What sense do the subjects make of the survey items? We cannot know. All we can know is the data they produce, regardless of whether any sense has been made.
Assuming that survey subjects are paying attention and being sincere (which we have no reason to assume), and assuming that they comprehend the true sense of each survey item as it corresponds to some part of reality (again dubious), they must also be accurate in their judgments and reporting for the data to be meaningful. The possibility of accuracy rests on there being some underlying reality against which to measure, which is debatable in the above cases. But for things like nutrition studies, in which food consumption is measured by a survey, there is some underlying reality (the food eaten), and respondents must be accurate in their recall and complete in their reporting for these surveys to be meaningful. If you have ever tried to keep track of your food intake, and if you can imagine people at all levels of competence and conscientiousness attempting the same task, you have some idea of the degree to which nutrition study responses correspond to reality. I searched for studies telling you that red meat is bad for you, and the first one I encountered was using a survey that asked participants to recall their diet over the past twelve months. The authors of that study used the portion sizes and frequencies that people could recall over the past year to calculate how many grams of meat they ate per day.
Of course, this is not the only problem with nutrition surveys. The more important issue is that answers to food survey questions are treated as quantitative data, and compared to various outcomes (many of which are also determined by surveys), with the assumption that differences in reported food consumption are causally related to health outcomes, while assiduously avoiding to the extent possible any consideration of factors that might confound the purported causal association. But it is important to keep in mind that even though there are many problems with nutritional analyses, they are generally based on survey data at their core.
I have presented the assumptions for survey meaningfulness in the order that seems most natural for understanding them, and finally come to what I regard as the most important factor, alluded to but not named in italics above. From comprehension and accuracy we can deduce the need for the existence of an underlying phenomenon that is being measured. In the case of nutrition surveys, there is a phenomenon—a fact of the matter—-that could be gotten at by, say, constant surveillance. People really do eat certain foods in certain quantities, whether or not it has much effect on their health or mortality. But for the really important issues, things like happiness and depression and political beliefs, there may really be no phenomenon underlying the attempt at measurement. This is not to say that happiness is not real, in the sense that it is subjectively felt that things are going well or poorly. Emotion and feeling and belief are real, as we can all see by experiencing them from time to time. We may even communicate about them in conversation, and use the communication and all the context surrounding it to judge the emotions and beliefs of others. My claim is that there is no basis for believing that a shared phenomenon underlies the use of words like these across contexts, especially the anti-context of survey taking.

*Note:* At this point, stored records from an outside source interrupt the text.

use clap::Parser;
use scriba::cli::{
    handle_assign_name_command, handle_delete_command, handle_finalize_labels_command,
    handle_label_command, handle_process_pending_command, handle_recording_status_command,
    handle_start_recording_command, handle_status_command, handle_stop_recording_command,
    handle_summarize_command, handle_transcribe_command, Cli, CliCommand,
};
use scriba::PipelineError;
use tracing_subscriber::EnvFilter;

#[tokio::main]
async fn main() {
    let cli = Cli::parse();
    let log_level = if cli.verbose { "debug" } else { "info" };
    let env_filter = EnvFilter::try_new(log_level).unwrap_or_else(|_| EnvFilter::new("info"));

    tracing_subscriber::fmt().with_env_filter(env_filter).init();

    let result = match cli.command {
        CliCommand::StartRecording => handle_start_recording_command(),
        CliCommand::StopRecording => handle_stop_recording_command(),
        CliCommand::RecordingStatus => handle_recording_status_command(),
        CliCommand::Transcribe(args) => handle_transcribe_command(args).await,
        CliCommand::ProcessPending => handle_process_pending_command().await,
        CliCommand::Label(args) => handle_label_command(args),
        CliCommand::AssignName(args) => handle_assign_name_command(args),
        CliCommand::FinalizeLabels(args) => handle_finalize_labels_command(args),
        CliCommand::Summarize(args) => handle_summarize_command(args).await,
        CliCommand::Status => handle_status_command(),
        CliCommand::Delete(args) => handle_delete_command(args),
        CliCommand::Version => {
            println!("scriba {}", env!("CARGO_PKG_VERSION"));
            Ok(())
        }
    };

    if let Err(err) = result {
        eprintln!("Error: {err:#}");
        let code = err
            .downcast_ref::<PipelineError>()
            .map(PipelineError::exit_code)
            .unwrap_or(1);
        std::process::exit(code);
    }
}
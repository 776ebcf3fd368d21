//! SQLite artifact registry.
//!
//! Source of truth for every audio file and transcript in the pipeline. Raw
//! SQL with rusqlite, no ORM. The filesystem is a derived view reconciled
//! against these tables, never the reverse.

use anyhow::{Context, Result};
use rusqlite::Connection;
use std::path::Path;

pub mod registry;

pub use registry::{AudioFileRecord, AudioFileRepository, TranscriptRecord, TranscriptRepository};

/// Open (creating if needed) the registry at the default location.
pub fn init_db() -> Result<Connection> {
    let db_path = crate::global::db_file()?;
    open_at(&db_path)
}

/// Open a registry database at an explicit path.
pub fn open_at(db_path: &Path) -> Result<Connection> {
    if let Some(parent) = db_path.parent() {
        std::fs::create_dir_all(parent).context("Failed to create database directory")?;
    }

    let conn = Connection::open(db_path).context("Failed to open database connection")?;

    migrate(&conn)?;

    Ok(conn)
}

pub fn migrate(conn: &Connection) -> Result<()> {
    conn.execute(
        "CREATE TABLE IF NOT EXISTS audio_files (
            id INTEGER PRIMARY KEY,
            path TEXT UNIQUE NOT NULL,
            filename TEXT NOT NULL,
            added_at TIMESTAMP DEFAULT CURRENT_TIMESTAMP,
            transcribed_at TIMESTAMP,
            transcript_path TEXT
        )",
        [],
    )
    .context("Failed to create audio_files table")?;

    conn.execute(
        "CREATE TABLE IF NOT EXISTS transcripts (
            id INTEGER PRIMARY KEY,
            path TEXT UNIQUE NOT NULL,
            audio_file_id INTEGER,
            created_at TIMESTAMP DEFAULT CURRENT_TIMESTAMP,
            labeled_at TIMESTAMP,
            summarized_at TIMESTAMP,
            summary_path TEXT,
            FOREIGN KEY (audio_file_id) REFERENCES audio_files(id)
        )",
        [],
    )
    .context("Failed to create transcripts table")?;

    conn.execute(
        "CREATE INDEX IF NOT EXISTS idx_audio_files_path ON audio_files(path)",
        [],
    )
    .context("Failed to create audio_files path index")?;

    conn.execute(
        "CREATE INDEX IF NOT EXISTS idx_transcripts_labeled ON transcripts(labeled_at)",
        [],
    )
    .context("Failed to create transcripts labeled index")?;

    Ok(())
}

#[cfg(test)]
mod tests {
    use super::*;

    #[test]
    fn test_migrate_creates_tables() {
        let conn = Connection::open_in_memory().unwrap();
        migrate(&conn).unwrap();

        let count: i64 = conn
            .query_row(
                "SELECT COUNT(*) FROM sqlite_master WHERE type='table' \
                 AND name IN ('audio_files', 'transcripts')",
                [],
                |row| row.get(0),
            )
            .unwrap();
        assert_eq!(count, 2);
    }

    #[test]
    fn test_migrate_is_idempotent() {
        let conn = Connection::open_in_memory().unwrap();
        migrate(&conn).unwrap();
        migrate(&conn).unwrap();
    }
}
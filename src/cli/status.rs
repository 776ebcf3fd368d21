use anyhow::Result;

use super::args::DeleteCliArgs;
use crate::db::{self, AudioFileRepository, TranscriptRepository};
use crate::error::PipelineError;

pub fn handle_status_command() -> Result<()> {
    let conn = db::init_db()?;

    let pending = AudioFileRepository::pending(&conn)?;
    println!("Audio files awaiting transcription: {}", pending.len());
    for record in &pending {
        println!("  {}", record.path);
    }

    let unlabeled = TranscriptRepository::unlabeled(&conn)?;
    println!("Transcripts awaiting labels: {}", unlabeled.len());
    for path in &unlabeled {
        println!("  {path}");
    }

    let unsummarized = TranscriptRepository::unsummarized(&conn)?;
    println!("Labeled transcripts awaiting summary: {}", unsummarized.len());
    for path in &unsummarized {
        println!("  {path}");
    }

    Ok(())
}

/// Remove an artifact and its registry record together, whichever table it
/// lives in. The file and the row never outlive each other.
pub fn handle_delete_command(args: DeleteCliArgs) -> Result<()> {
    let conn = db::init_db()?;

    let audio_row = AudioFileRepository::get(&conn, &args.path)?.is_some();
    let transcript_row = TranscriptRepository::get(&conn, &args.path)?.is_some();
    let file_exists = args.path.exists();

    if !audio_row && !transcript_row && !file_exists {
        return Err(PipelineError::ArtifactNotFound(args.path.clone()).into());
    }

    if file_exists {
        std::fs::remove_file(&args.path)?;
    }
    if audio_row {
        AudioFileRepository::delete(&conn, &args.path)?;
    }
    if transcript_row {
        TranscriptRepository::delete(&conn, &args.path)?;
    }

    println!("Deleted {}", args.path.display());
    Ok(())
}
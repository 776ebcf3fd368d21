//! Typed pipeline errors.
//!
//! Domain failures are expressed as `PipelineError` so callers (and the CLI
//! exit-code mapping) can tell them apart. Plumbing failures stay on
//! `anyhow::Error` with context, and `main` downcasts to recover the typed
//! variant when one is present.

use std::path::PathBuf;
use thiserror::Error;

/// Stage of the remote transcription exchange that failed.
#[derive(Debug, Clone, Copy, PartialEq, Eq)]
pub enum ProviderStage {
    Upload,
    Job,
    Poll,
    PollTimeout,
    Remote,
}

impl ProviderStage {
    pub fn as_str(&self) -> &'static str {
        match self {
            Self::Upload => "upload",
            Self::Job => "job",
            Self::Poll => "poll",
            Self::PollTimeout => "poll-timeout",
            Self::Remote => "remote-error",
        }
    }
}

#[derive(Debug, Error)]
pub enum PipelineError {
    #[error("a recording session is already in progress")]
    AlreadyRecording,

    #[error("no recording session is in progress")]
    NoActiveRecording,

    #[error("transcription provider failed during {}: {message}", stage.as_str())]
    Provider {
        stage: ProviderStage,
        message: String,
    },

    #[error("unknown speaker id '{0}' in transcript")]
    UnknownSpeaker(String),

    #[error("labeling incomplete: {unnamed} speaker(s) still unnamed")]
    LabelingIncomplete { unnamed: usize },

    #[error("summarization failed: {0}")]
    Summarization(String),

    #[error("artifact not found: {}", .0.display())]
    ArtifactNotFound(PathBuf),

    #[error("registry integrity violation: {0}")]
    StoreIntegrity(String),

    #[error("watch directory does not exist: {}", .0.display())]
    WatchDirMissing(PathBuf),
}

impl PipelineError {
    /// Stable process exit code for each error kind.
    pub fn exit_code(&self) -> i32 {
        match self {
            Self::ArtifactNotFound(_) => 2,
            Self::WatchDirMissing(_) => 3,
            Self::AlreadyRecording => 10,
            Self::NoActiveRecording => 11,
            Self::Provider { stage, .. } => match stage {
                ProviderStage::Upload => 20,
                ProviderStage::Job => 21,
                ProviderStage::Poll => 22,
                ProviderStage::Remote => 23,
                ProviderStage::PollTimeout => 24,
            },
            Self::UnknownSpeaker(_) => 30,
            Self::LabelingIncomplete { .. } => 31,
            Self::Summarization(_) => 40,
            Self::StoreIntegrity(_) => 50,
        }
    }
}
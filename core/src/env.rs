//! `env` object <-> editable key/value list.

use serde_json::{Map, Value};
use tracing::{debug, warn};

use agentdeck_types::settings::ENV_ID_PREFIX;
use agentdeck_types::{EntryId, EnvironmentVariable, json_type_name};

/// Decode a raw `env` object into an ordered list with positional ids.
///
/// Only a JSON object is accepted; arrays, scalars and a missing value yield an
/// empty list. Scalar values are rendered as text.
#[must_use]
pub fn decode_env(raw: Option<&Value>) -> Vec<EnvironmentVariable> {
    let map = match raw {
        None => return Vec::new(),
        Some(Value::Object(map)) => map,
        Some(other) => {
            warn!(
                found = json_type_name(other),
                "Environment section is not an object; treating as empty"
            );
            return Vec::new();
        }
    };

    map.iter()
        .enumerate()
        .map(|(index, (key, value))| {
            EnvironmentVariable::new(
                EntryId::positional(ENV_ID_PREFIX, index),
                key.clone(),
                env_text(key, value),
            )
        })
        .collect()
}

fn env_text(key: &str, value: &Value) -> String {
    match value {
        Value::String(text) => text.clone(),
        Value::Null => String::new(),
        Value::Bool(_) | Value::Number(_) => value.to_string(),
        other => {
            warn!(key, found = json_type_name(other), "Coercing structured env value to text");
            other.to_string()
        }
    }
}

/// Encode the list into the persisted `env` map.
///
/// Entries whose key or value is blank after trimming are skipped. When a key
/// repeats, the later entry wins.
#[must_use]
pub fn encode_env(vars: &[EnvironmentVariable]) -> Map<String, Value> {
    let mut map = Map::new();
    for var in vars {
        if var.key.trim().is_empty() || var.value.trim().is_empty() {
            continue;
        }
        if map
            .insert(var.key.clone(), Value::String(var.value.clone()))
            .is_some()
        {
            debug!(key = %var.key, "Duplicate env key; keeping the last value");
        }
    }
    map
}
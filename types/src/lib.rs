//! Core domain types for Agentdeck.
//!
//! This crate contains pure domain types with no IO, no async, and minimal dependencies.
//! Everything here can be used from any layer of the application.

mod checkpoint;
mod ids;
mod language;
mod proxy;
mod section;
pub mod settings;

pub use checkpoint::{
    CheckpointScope, CheckpointSettings, CheckpointStrategy, KeepCount, KeepCountError,
};
pub use ids::EntryId;
pub use language::Language;
pub use proxy::ProxySettings;
pub use section::Section;
pub use settings::{
    EnvironmentVariable, NotAnObject, PermissionRule, RuleKind, SettingsDocument, json_type_name,
};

Biofluorescence is a hot phenomenon as I write. Museums and zoos and wildlife enthusiasts are shining ultraviolet light on their preserved pelts and living animals in the dark, and finding that such things as flying squirrels and rats and platypus and Tasmanian devils, not to mention frogs and spiders, absorb invisible (to human eyes) UV light and re-emit it in the visible wavelength. The fluorescence often forms attractive (to my eyes) patterns on the animals. These patterns were always there, in some sense, whether they are typically observed by some observer (a mate or predator, perhaps) or not. But now humans can see them, because they have a machine (darkness plus UV light source plus eyes and/or visible-light-sensitive camera) through which they can look.
I like the image of the science machine as a dark room with an electric hum, illuminating colorful crystalline patterns that exist but were previously invisible to the onlookers, who peer through a dark screen at the radiant geometries on display.
Now consider the happiness survey. There is a phenomenon that we can’t directly observe: how other people feel. The survey shines its light, in the form of questions in language, and there is a response, and there are any number of patterns to be seen in the data obtained. Does this mean that the patterns in the data are illuminating a pattern that exists separately in the world, like bioluminescent fur? Is there any such pattern at all to be illuminated? Or are they, perhaps, patterns of language use (happiness-survey-talk by real, rather than generic, people) rather than clues to the structure of the referents of language (happiness itself)?
It is one thing to insist that words mean things while arguing pedantically about some dubious word usage, but it would be exhibiting a high degree of temerity to go so far as to believe that words mean things, much less to rely on this belief in making deductions.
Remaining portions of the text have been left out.